- Working data
┏━━

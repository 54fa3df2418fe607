use super::BoundedLog;
use crate::entry::Entry;
use crate::error::ConfigError;
use crate::payload::Payload;
use chrono::{DateTime, Local};
use std::collections::VecDeque;
use std::fmt;

/// Bounded queue: pops the front (oldest) entry before pushing past capacity.
/// Any non-zero capacity is accepted.
#[derive(Debug, Clone)]
pub struct DequeStore<P> {
    entries:  VecDeque<Entry<P>>,
    cap:      usize,
    next_seq: u64,
}

impl<P> DequeStore<P> {
    pub fn new(cap: usize) -> Result<Self, ConfigError> {
        if cap == 0 {
            return Err(ConfigError::ZeroCapacity);
        }
        log::debug!("deque store created (capacity {})", cap);
        Ok(Self { entries: VecDeque::with_capacity(cap), cap, next_seq: 0 })
    }
}

impl<P> BoundedLog<P> for DequeStore<P> {
    fn log_at(&mut self, timestamp: DateTime<Local>, payload: P) -> Option<Entry<P>> {
        let evicted = if self.entries.len() == self.cap {
            self.entries.pop_front()
        } else {
            None
        };
        if let Some(old) = &evicted {
            log::trace!("deque store evicted entry #{}", old.seq());
        }
        self.entries.push_back(Entry::new(self.next_seq, timestamp, payload));
        self.next_seq += 1;
        evicted
    }

    fn iter(&self) -> Box<dyn Iterator<Item = &Entry<P>> + '_> {
        Box::new(self.entries.iter())
    }

    fn len(&self) -> usize { self.entries.len() }

    fn capacity(&self) -> usize { self.cap }

    fn total_logged(&self) -> u64 { self.next_seq }

    fn clear(&mut self) {
        self.entries.clear();
    }

    fn newest(&self) -> Option<&Entry<P>> {
        self.entries.back()
    }
}

impl<P: Payload> fmt::Display for DequeStore<P> {
    fn fmt(&self, f: &mut fmt::Formatter<'_>) -> fmt::Result {
        self.render(f)
    }
}

#[cfg(test)]
mod tests {
    use super::*;

    #[test]
    fn zero_capacity_only_rejection() {
        assert_eq!(DequeStore::<u8>::new(0).unwrap_err(), ConfigError::ZeroCapacity);
        for cap in [1, 3, 5, 6, 7, 100] {
            assert_eq!(DequeStore::<u8>::new(cap).unwrap().capacity(), cap);
        }
    }

    #[test]
    fn front_eviction() {
        let mut d = DequeStore::new(3).unwrap();
        let evicted: Vec<u32> = (0..7u32)
            .filter_map(|i| d.log_at(Local::now(), i))
            .map(Entry::into_payload)
            .collect();
        assert_eq!(evicted, vec![0, 1, 2, 3]);
        let kept: Vec<u32> = d.iter().map(|e| *e.payload()).collect();
        assert_eq!(kept, vec![4, 5, 6]);
        assert_eq!(d.newest().map(|e| e.seq()), Some(6));
    }

    #[test]
    fn never_grows_past_capacity() {
        let mut d = DequeStore::new(5).unwrap();
        for i in 0..50 {
            d.log(i);
            assert!(d.len() <= 5);
        }
        assert_eq!(d.len(), 5);
        assert_eq!(d.total_logged(), 50);
    }
}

┗━━

- Exercise description
In the listing above, find the line with "if let Some(old)" and the line with "fn iter(&self) ->"; set down exactly those two lines and every line between them, nothing more.

- Problem solution
        if let Some(old) = &evicted {
            log::trace!("deque store evicted entry #{}", old.seq());
        }
        self.entries.push_back(Entry::new(self.next_seq, timestamp, payload));
        self.next_seq += 1;
        evicted
    }

    fn iter(&self) -> Box<dyn Iterator<Item = &Entry<P>> + '_> {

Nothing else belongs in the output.